MATERIAL PROVIDED »
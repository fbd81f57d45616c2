pub mod config;
pub mod diagnostics;
pub mod error;
pub mod import;
pub mod model;
pub mod schema;

pub use diagnostics::{Diagnostic, Diagnostics};
pub use error::ImportError;
pub use import::{Import, detect, parse_import};
pub use model::{CanonicalSpec, Endpoint, SourceFormat};
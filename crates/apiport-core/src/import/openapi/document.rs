use indexmap::IndexMap;
use serde::{Deserialize, Serialize};

use super::operation::PathItem;
use super::security::{SecurityRequirement, SecurityScheme};

/// Top-level document covering both OpenAPI 3.x and Swagger 2.0. Exactly
/// one of `openapi`/`swagger` is set by a valid document; structural
/// validation happens in the dispatcher.
#[derive(Debug, Clone, PartialEq, Default, Serialize, Deserialize)]
pub struct Document {
    #[serde(skip_serializing_if = "Option::is_none")]
    pub openapi: Option<String>,

    #[serde(skip_serializing_if = "Option::is_none")]
    pub swagger: Option<String>,

    #[serde(skip_serializing_if = "Option::is_none")]
    pub info: Option<Info>,

    // OpenAPI 3.x server list
    #[serde(default, skip_serializing_if = "Vec::is_empty")]
    pub servers: Vec<Server>,

    // Swagger 2.0 host description
    #[serde(skip_serializing_if = "Option::is_none")]
    pub host: Option<String>,

    #[serde(rename = "basePath", skip_serializing_if = "Option::is_none")]
    pub base_path: Option<String>,

    #[serde(default, skip_serializing_if = "Vec::is_empty")]
    pub schemes: Vec<String>,

    #[serde(default, skip_serializing_if = "Vec::is_empty")]
    pub consumes: Vec<String>,

    #[serde(default, skip_serializing_if = "Vec::is_empty")]
    pub produces: Vec<String>,

    #[serde(default, skip_serializing_if = "IndexMap::is_empty")]
    pub paths: IndexMap<String, PathItem>,

    #[serde(skip_serializing_if = "Option::is_none")]
    pub components: Option<Components>,

    #[serde(
        rename = "securityDefinitions",
        default,
        skip_serializing_if = "IndexMap::is_empty"
    )]
    pub security_definitions: IndexMap<String, SecurityScheme>,

    #[serde(skip_serializing_if = "Option::is_none")]
    pub security: Option<Vec<SecurityRequirement>>,
}

impl Document {
    /// Look up a named security scheme in whichever section this document
    /// version uses.
    pub fn security_scheme(&self, name: &str) -> Option<&SecurityScheme> {
        self.components
            .as_ref()
            .and_then(|c| c.security_schemes.get(name))
            .or_else(|| self.security_definitions.get(name))
    }
}

/// Info object describing the API.
#[derive(Debug, Clone, PartialEq, Default, Serialize, Deserialize)]
pub struct Info {
    #[serde(skip_serializing_if = "Option::is_none")]
    pub title: Option<String>,

    #[serde(skip_serializing_if = "Option::is_none")]
    pub description: Option<String>,

    #[serde(skip_serializing_if = "Option::is_none")]
    pub version: Option<String>,
}

/// A server URL definition (OpenAPI 3.x).
#[derive(Debug, Clone, PartialEq, Serialize, Deserialize)]
pub struct Server {
    pub url: String,

    #[serde(skip_serializing_if = "Option::is_none")]
    pub description: Option<String>,

    #[serde(default, skip_serializing_if = "IndexMap::is_empty")]
    pub variables: IndexMap<String, ServerVariable>,
}

/// A server variable for URL templates.
#[derive(Debug, Clone, PartialEq, Serialize, Deserialize)]
pub struct ServerVariable {
    pub default: String,

    #[serde(skip_serializing_if = "Option::is_none")]
    pub description: Option<String>,

    #[serde(rename = "enum", default, skip_serializing_if = "Vec::is_empty")]
    pub enum_values: Vec<String>,
}

/// Components object; only the sections this importer reads directly.
/// Schemas and other reusable nodes are reached through `$ref` pointer
/// walks over the raw document instead.
#[derive(Debug, Clone, PartialEq, Default, Serialize, Deserialize)]
pub struct Components {
    #[serde(
        rename = "securitySchemes",
        default,
        skip_serializing_if = "IndexMap::is_empty"
    )]
    pub security_schemes: IndexMap<String, SecurityScheme>,
}
use std::collections::HashSet;

use serde_json::Value;

use super::node::{Schema, SchemaOrRef};
use crate::diagnostics::Diagnostics;

/// Resolve a local `#/a/b/c` reference against the raw document by JSON
/// pointer walk. External and malformed refs resolve to `None` with a
/// diagnostic, never an error.
pub fn resolve_ref<'a>(
    reference: &str,
    doc: &'a Value,
    diag: &mut Diagnostics,
) -> Option<&'a Value> {
    let Some(pointer) = reference.strip_prefix('#') else {
        diag.unresolved_ref(reference);
        return None;
    };
    match doc.pointer(pointer) {
        Some(node) => Some(node),
        None => {
            diag.unresolved_ref(reference);
            None
        }
    }
}

/// Chase a `SchemaOrRef` down to an inline schema, following transitive
/// refs. A visited set fails closed on cycles: the offending ref is treated
/// as unresolved instead of recursing forever.
pub fn deref_schema(
    node: &SchemaOrRef,
    doc: Option<&Value>,
    diag: &mut Diagnostics,
) -> Option<Schema> {
    let mut seen: HashSet<String> = HashSet::new();
    let mut current = node.clone();
    loop {
        match current {
            SchemaOrRef::Schema(schema) => return Some(*schema),
            SchemaOrRef::Ref { ref_path } => {
                let Some(doc) = doc else {
                    diag.unresolved_ref(&ref_path);
                    return None;
                };
                if !seen.insert(ref_path.clone()) {
                    diag.unresolved_ref(&ref_path);
                    return None;
                }
                let target = resolve_ref(&ref_path, doc, diag)?;
                match serde_json::from_value::<SchemaOrRef>(target.clone()) {
                    Ok(next) => current = next,
                    Err(_) => {
                        diag.unresolved_ref(&ref_path);
                        return None;
                    }
                }
            }
        }
    }
}
use apiport_core::import::{detect, parse_import};
use apiport_core::model::SourceFormat;
use apiport_core::ImportError;

const PETSTORE_30: &str = include_str!("fixtures/petstore-3.0.json");
const PETSTORE_SWAGGER: &str = include_str!("fixtures/petstore-swagger2.json");
const SHOP_COLLECTION: &str = include_str!("fixtures/shop.postman_collection.json");

#[test]
fn detects_each_fixture_format() {
    assert_eq!(detect(PETSTORE_30), Some(SourceFormat::OpenApi));
    assert_eq!(detect(PETSTORE_SWAGGER), Some(SourceFormat::Swagger));
    assert_eq!(detect(SHOP_COLLECTION), Some(SourceFormat::Postman));
    assert_eq!(
        detect("curl https://api.example.com/users"),
        Some(SourceFormat::Curl)
    );
}

#[test]
fn detection_failure_is_reported() {
    let err = parse_import(r#"{"not": "a spec"}"#, None).unwrap_err();
    assert!(matches!(err, ImportError::UnknownFormat));

    let err = parse_import("wget https://example.com", None).unwrap_err();
    assert!(matches!(err, ImportError::UnknownFormat));
}

#[test]
fn expectation_mismatch_names_both_formats() {
    let err = parse_import(PETSTORE_SWAGGER, Some(SourceFormat::OpenApi)).unwrap_err();
    match &err {
        ImportError::FormatMismatch { expected, detected } => {
            assert_eq!(*expected, SourceFormat::OpenApi);
            assert_eq!(*detected, SourceFormat::Swagger);
        }
        other => panic!("expected FormatMismatch, got {other:?}"),
    }
    let message = err.to_string();
    assert!(message.contains("openapi"));
    assert!(message.contains("swagger"));
}

#[test]
fn matching_expectation_is_accepted() {
    let import = parse_import(PETSTORE_30, Some(SourceFormat::OpenApi)).unwrap();
    assert_eq!(import.format, SourceFormat::OpenApi);
}

#[test]
fn openapi_without_info_or_paths_is_invalid() {
    let err = parse_import(r#"{"openapi": "3.0.3"}"#, None).unwrap_err();
    assert!(matches!(err, ImportError::Invalid { .. }));

    let err = parse_import(r#"{"openapi": "3.0.3", "info": {"title": "x"}}"#, None).unwrap_err();
    assert!(matches!(err, ImportError::Invalid { .. }));
}

#[test]
fn raw_spec_round_trips_byte_for_byte() {
    for fixture in [PETSTORE_30, PETSTORE_SWAGGER, SHOP_COLLECTION] {
        let import = parse_import(fixture, None).unwrap();
        assert_eq!(import.spec.raw_spec, fixture);
    }

    let curl = "curl https://api.example.com/users";
    let import = parse_import(curl, None).unwrap();
    assert_eq!(import.spec.raw_spec, curl);
}

#[test]
fn conversion_is_deterministic() {
    for fixture in [PETSTORE_30, PETSTORE_SWAGGER, SHOP_COLLECTION] {
        let first = parse_import(fixture, None).unwrap();
        let second = parse_import(fixture, None).unwrap();
        assert_eq!(first.spec, second.spec);
    }
}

EXERCISE PROMPT »
The lines needed are the ones from the first line of the entries through the line that contains "section this document", given again without any change.

WRITTEN ANSWER »
repository fbd81f57d45616c2
pub mod config;
pub mod diagnostics;
pub mod error;
pub mod import;
pub mod model;
pub mod schema;

pub use diagnostics::{Diagnostic, Diagnostics};
pub use error::ImportError;
pub use import::{Import, detect, parse_import};
pub use model::{CanonicalSpec, Endpoint, SourceFormat};
filename crates/apiport-core/src/import/openapi/document.rs
use indexmap::IndexMap;
use serde::{Deserialize, Serialize};

use super::operation::PathItem;
use super::security::{SecurityRequirement, SecurityScheme};

/// Top-level document covering both OpenAPI 3.x and Swagger 2.0. Exactly
/// one of `openapi`/`swagger` is set by a valid document; structural
/// validation happens in the dispatcher.
#[derive(Debug, Clone, PartialEq, Default, Serialize, Deserialize)]
pub struct Document {
    #[serde(skip_serializing_if = "Option::is_none")]
    pub openapi: Option<String>,

    #[serde(skip_serializing_if = "Option::is_none")]
    pub swagger: Option<String>,

    #[serde(skip_serializing_if = "Option::is_none")]
    pub info: Option<Info>,

    // OpenAPI 3.x server list
    #[serde(default, skip_serializing_if = "Vec::is_empty")]
    pub servers: Vec<Server>,

    // Swagger 2.0 host description
    #[serde(skip_serializing_if = "Option::is_none")]
    pub host: Option<String>,

    #[serde(rename = "basePath", skip_serializing_if = "Option::is_none")]
    pub base_path: Option<String>,

    #[serde(default, skip_serializing_if = "Vec::is_empty")]
    pub schemes: Vec<String>,

    #[serde(default, skip_serializing_if = "Vec::is_empty")]
    pub consumes: Vec<String>,

    #[serde(default, skip_serializing_if = "Vec::is_empty")]
    pub produces: Vec<String>,

    #[serde(default, skip_serializing_if = "IndexMap::is_empty")]
    pub paths: IndexMap<String, PathItem>,

    #[serde(skip_serializing_if = "Option::is_none")]
    pub components: Option<Components>,

    #[serde(
        rename = "securityDefinitions",
        default,
        skip_serializing_if = "IndexMap::is_empty"
    )]
    pub security_definitions: IndexMap<String, SecurityScheme>,

    #[serde(skip_serializing_if = "Option::is_none")]
    pub security: Option<Vec<SecurityRequirement>>,
}

impl Document {
    /// Look up a named security scheme in whichever section this document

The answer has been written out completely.